Buenos Aires. — Familiares y amigos de Soledad Bargna, la muchacha de 19
años asesinada a puñaladas el pasado 22 de mayo en su departamento del barrio porteño de Caballito,
se manifestaron ayer en reclamo de “justicia” en un acto en Plaza de Mayo. Con globos
blancos, unas trescientas personas pidieron la exclusión de los violadores de la Ley Nacional
24.660 de Ejecución de la Penal Privativa de la Libertad.
Esta norma es la que regula el régimen de cumplimiento de la pena de los
condenados y estipula los derechos a los que esos internos pueden acceder cumpliendo determinadas
circunstancias. También pidieron la sanción de una ley que cree un registro nacional y público de
violadores.
La marcha fue organizada por amigos y compañeros de la joven estudiante
de diseño gráfico y fue encabezada por el novio de la muchacha, quien actuó como vocero de los
reclamos. Soledad Bargna tenía 19 años y fue asesinada a cuchilladas en su departamento del barrio
de Caballito el 22 de mayo.

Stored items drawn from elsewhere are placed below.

//! WebSocket connection handler.
//!
//! One task per connection: the socket is split, outbound events flow through
//! an unbounded channel owned by a forwarding task, inbound frames are parsed
//! into `ClientEvent`s and dispatched against the shared hub. Teardown is
//! unconditional; the hub handles the rest.

use axum::{
    extract::{
        ws::{Message, WebSocket},
        Query, State, WebSocketUpgrade,
    },
    http::{header::AUTHORIZATION, HeaderMap},
    response::Response,
};
use futures::{SinkExt, StreamExt};
use serde::Deserialize;
use tokio::sync::mpsc;

use super::bridge;
use super::events::{ClientEvent, ConnectionId, ServerEvent};
use super::hub::Hub;
use super::voice;
use crate::domain::{RoomKey, User};
use crate::shared::error::AppError;
use crate::startup::AppState;

/// Handshake query parameters.
#[derive(Debug, Deserialize)]
pub struct GatewayParams {
    token: Option<String>,
}

/// WebSocket upgrade handler. The session bridge runs before the upgrade is
/// accepted; unauthenticated attempts are refused at the handshake.
pub async fn ws_handler(
    ws: WebSocketUpgrade,
    Query(params): Query<GatewayParams>,
    headers: HeaderMap,
    State(state): State<AppState>,
) -> Result<Response, AppError> {
    let bearer = headers
        .get(AUTHORIZATION)
        .and_then(|h| h.to_str().ok())
        .and_then(|h| h.strip_prefix("Bearer "))
        .map(str::to_string);
    let token = params.token.or(bearer);

    let identity = bridge::resolve_identity(&state, token.as_deref()).await?;

    let max_message_size = state.settings.websocket.max_message_size;
    Ok(ws
        .max_message_size(max_message_size)
        .on_upgrade(move |socket| handle_socket(socket, state, identity)))
}

/// Drive one connection until the peer goes away.
async fn handle_socket(socket: WebSocket, state: AppState, identity: User) {
    let (mut ws_sender, mut ws_receiver) = socket.split();

    // Outbound queue: the hub pushes events here, this task owns the write
    // half of the socket.
    let (tx, mut rx) = mpsc::unbounded_channel::<ServerEvent>();
    let sender_task = tokio::spawn(async move {
        while let Some(event) = rx.recv().await {
            let text = match serde_json::to_string(&event) {
                Ok(t) => t,
                Err(e) => {
                    tracing::error!("Failed to serialize event: {}", e);
                    continue;
                }
            };
            if ws_sender.send(Message::Text(text.into())).await.is_err() {
                break;
            }
        }
    });

    let user_id = identity.id;
    let connection_id = state.hub.connect(user_id, tx);

    while let Some(msg) = ws_receiver.next().await {
        match msg {
            Ok(Message::Text(text)) => {
                match serde_json::from_str::<ClientEvent>(&text) {
                    Ok(event) => dispatch(&state.hub, connection_id, event),
                    Err(e) => {
                        tracing::debug!(
                            connection_id = %connection_id,
                            error = %e,
                            "Ignoring malformed frame"
                        );
                    }
                }
            }
            Ok(Message::Close(_)) => break,
            Ok(_) => {
                // Ping/pong handled by axum, binary frames ignored.
            }
            Err(e) => {
                tracing::debug!(connection_id = %connection_id, error = %e, "WebSocket error");
                break;
            }
        }
    }

    state.hub.disconnect(connection_id);
    sender_task.abort();

    tracing::info!(user_id, connection_id = %connection_id, "User disconnected");
}

/// Route one inbound event to the membership table, typing notifier or
/// signaling relay.
fn dispatch(hub: &Hub, connection_id: ConnectionId, event: ClientEvent) {
    match event {
        ClientEvent::RoomJoin { room } => match room.parse::<RoomKey>() {
            Ok(key) => hub.join(connection_id, key),
            Err(e) => tracing::debug!(room = %room, error = %e, "Rejected room join"),
        },
        ClientEvent::RoomLeave { room } => match room.parse::<RoomKey>() {
            Ok(key) => hub.leave(connection_id, &key),
            Err(e) => tracing::debug!(room = %room, error = %e, "Rejected room leave"),
        },
        ClientEvent::Typing { room } => match room.parse::<RoomKey>() {
            Ok(key) => hub.notify_typing(connection_id, &key),
            Err(e) => tracing::debug!(room = %room, error = %e, "Rejected typing notify"),
        },
        ClientEvent::VoiceJoin { room } => voice::join(hub, connection_id, &room),
        ClientEvent::VoiceLeave { room } => voice::leave(hub, connection_id, &room),
        ClientEvent::VoiceSignal { room, data, to } => {
            voice::signal(hub, connection_id, &room, data, to)
        }
    }
}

De inmediato fue detenido un vecino de la joven, Pablo Marcelo Díaz, de
39 años, procesado el viernes por el juez Alberto Baños por el delito de “homicidio
criminis causa y abuso sexual”, que se pena con prisión perpetua.
En su artículo 17, la ley 24.660 establece que “el interno que
llega a la mitad del cumplimiento de su condena tiene derecho de solicitar el régimen de salidas
transitorias”, dado que la pena apunta a la resocialización y no al castigo. Está encuadrado
como un derecho y no como un beneficio. Díaz había sido condenado a 12 años de prisión en 2001 por
la violación de una chica de 15 años y estuvo detenido en Rawson, La Pampa y Ezeiza.